A moment

Yesterday I was at a GDC Online narrative summit talk by Alexander Seropian and John Scalzi. At the end of it, they announced they were going to have some audience participation and needed three volunteers.

I thought: I should really put my hand up. I never put up my hand in circumstances like this, because I find volunteering for random things in front of a big group uncomfortable; you never know what you’re getting into. In the event, discomfort won and I kept my hand down.

So they picked three guys. A picture of a gruff male space marine went up on the slide screen, and each of the volunteers was invited to say a line (provided by Scalzi) with the accent and delivery he thought best suited the space marine. The audience picked the volunteer who sounded most plausible, and the marine character got named after that volunteer.

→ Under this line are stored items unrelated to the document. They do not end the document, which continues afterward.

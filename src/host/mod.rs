//! Host environment abstraction
//!
//! The cache lifecycle controller never talks to sockets or disks directly.
//! It goes through the seams defined here, which model what a browser hands
//! a service worker:
//! - `Network`: the `fetch()` primitive
//! - `CacheStorage` / `CacheStore`: the Cache Storage API
//! - `WorkerScope`: `skipWaiting()` and `clients.claim()`

mod disk;
mod memory;
mod network;
mod request;
mod scope;

pub use disk::DiskCacheStorage;
pub use memory::MemoryCacheStorage;
pub use network::{HttpNetwork, OfflineNetwork, StaticNetwork};
pub use request::{resolve_url, CacheMode, Request, Response};
pub use scope::{LocalScope, WorkerScope};

use crate::error::{SwcacheError, SwcacheResult};
use async_trait::async_trait;
use futures_util::future::try_join_all;
use std::sync::Arc;
use tracing::debug;

/// The collaborators a worker is attached to
#[derive(Clone)]
pub struct Host {
    pub network: Arc<dyn Network>,
    pub caches: Arc<dyn CacheStorage>,
    pub scope: Arc<dyn WorkerScope>,
}

impl Host {
    /// Bundle host collaborators
    pub fn new(
        network: Arc<dyn Network>,
        caches: Arc<dyn CacheStorage>,
        scope: Arc<dyn WorkerScope>,
    ) -> Self {
        Self {
            network,
            caches,
            scope,
        }
    }
}

/// Network fetch primitive
///
/// `Ok` means the origin answered, whatever the status. `Err` is a
/// rejection: the request never produced a response.
#[async_trait]
pub trait Network: Send + Sync {
    /// Perform exactly one network attempt
    async fn fetch(&self, request: &Request) -> SwcacheResult<Response>;
}

/// A single named cache store (request -> response)
#[async_trait]
pub trait CacheStore: Send + Sync {
    /// Name of this store
    fn name(&self) -> &str;

    /// Store a response, replacing any entry for the same request
    async fn put(&self, request: &Request, response: Response) -> SwcacheResult<()>;

    /// Store a batch of entries. Every entry is validated before any is written.
    async fn put_all(&self, entries: Vec<(Request, Response)>) -> SwcacheResult<()>;

    /// Look up the response stored for a request
    async fn lookup(&self, request: &Request) -> SwcacheResult<Option<Response>>;

    /// All stored requests
    async fn requests(&self) -> SwcacheResult<Vec<Request>>;
}

/// Collection of named cache stores
#[async_trait]
pub trait CacheStorage: Send + Sync {
    /// Open a store, creating it if absent
    async fn open(&self, name: &str) -> SwcacheResult<Arc<dyn CacheStore>>;

    /// Whether a store with this name exists
    async fn has(&self, name: &str) -> SwcacheResult<bool>;

    /// Names of all stores
    async fn keys(&self) -> SwcacheResult<Vec<String>>;

    /// Delete a store. Returns false if it did not exist.
    async fn delete(&self, name: &str) -> SwcacheResult<bool>;

    /// Human-readable backend name for display
    fn backend_name(&self) -> &'static str;
}

/// Fetch every request and store the responses, all or nothing.
///
/// All fetches run concurrently. A rejection or a non-2xx status fails the
/// whole batch before anything is written to the store.
pub async fn add_all(
    store: &dyn CacheStore,
    network: &dyn Network,
    requests: &[Request],
) -> SwcacheResult<()> {
    let fetches = requests.iter().map(|request| async move {
        let response = network.fetch(request).await?;
        if !response.is_ok() {
            return Err(SwcacheError::BadStatus {
                url: request.url.clone(),
                status: response.status,
            });
        }
        Ok((request.clone(), response))
    });

    let entries = try_join_all(fetches)
        .await
        .map_err(|e| SwcacheError::InstallFailed {
            store: store.name().to_string(),
            reason: e.to_string(),
        })?;

    debug!("Fetched {} entries for {}", entries.len(), store.name());
    store.put_all(entries).await
}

Then I wished I had put my hand up.

5 thoughts on “A moment

  1. Funny enough, the space marine, while ubiquitous in narration, is often portrayed as silent when he is a protagonist. A notable couterexample is Shepard from Mass Effect, who’s female voice actor gave a lauded performance.

    • The incomparable Jennifer Hale, who I’ll always remember as the voice of Bastila Shan in Knights of the Old Republic. I played Shepard as female purely because of her voice acting talents.

      There’s something oddly appealing about playing a hardened male space-jockey by the name of Emily.

      • The funny thing about Hale’s performance is that it’s not great because she’s a lady – it’s great because she put so much inflection and feeling into her performance.

        I wish the male voice actor had done the same.

      • If you’re a male space-jockey named Emily, you probably become hardened pretty quickly. (I think Shel Silverstein wrote a song about that.)

        Come to think of it, if you’re a female space-jockey named Emily, or a female space-jockey named anything else, you probably also become hardened pretty quickly. Or maybe I’m being too pessimistic in my projections about space-jockey society; after all, I’d really like to believe that the post-patriarchy is at least as attainable as interstellar travel.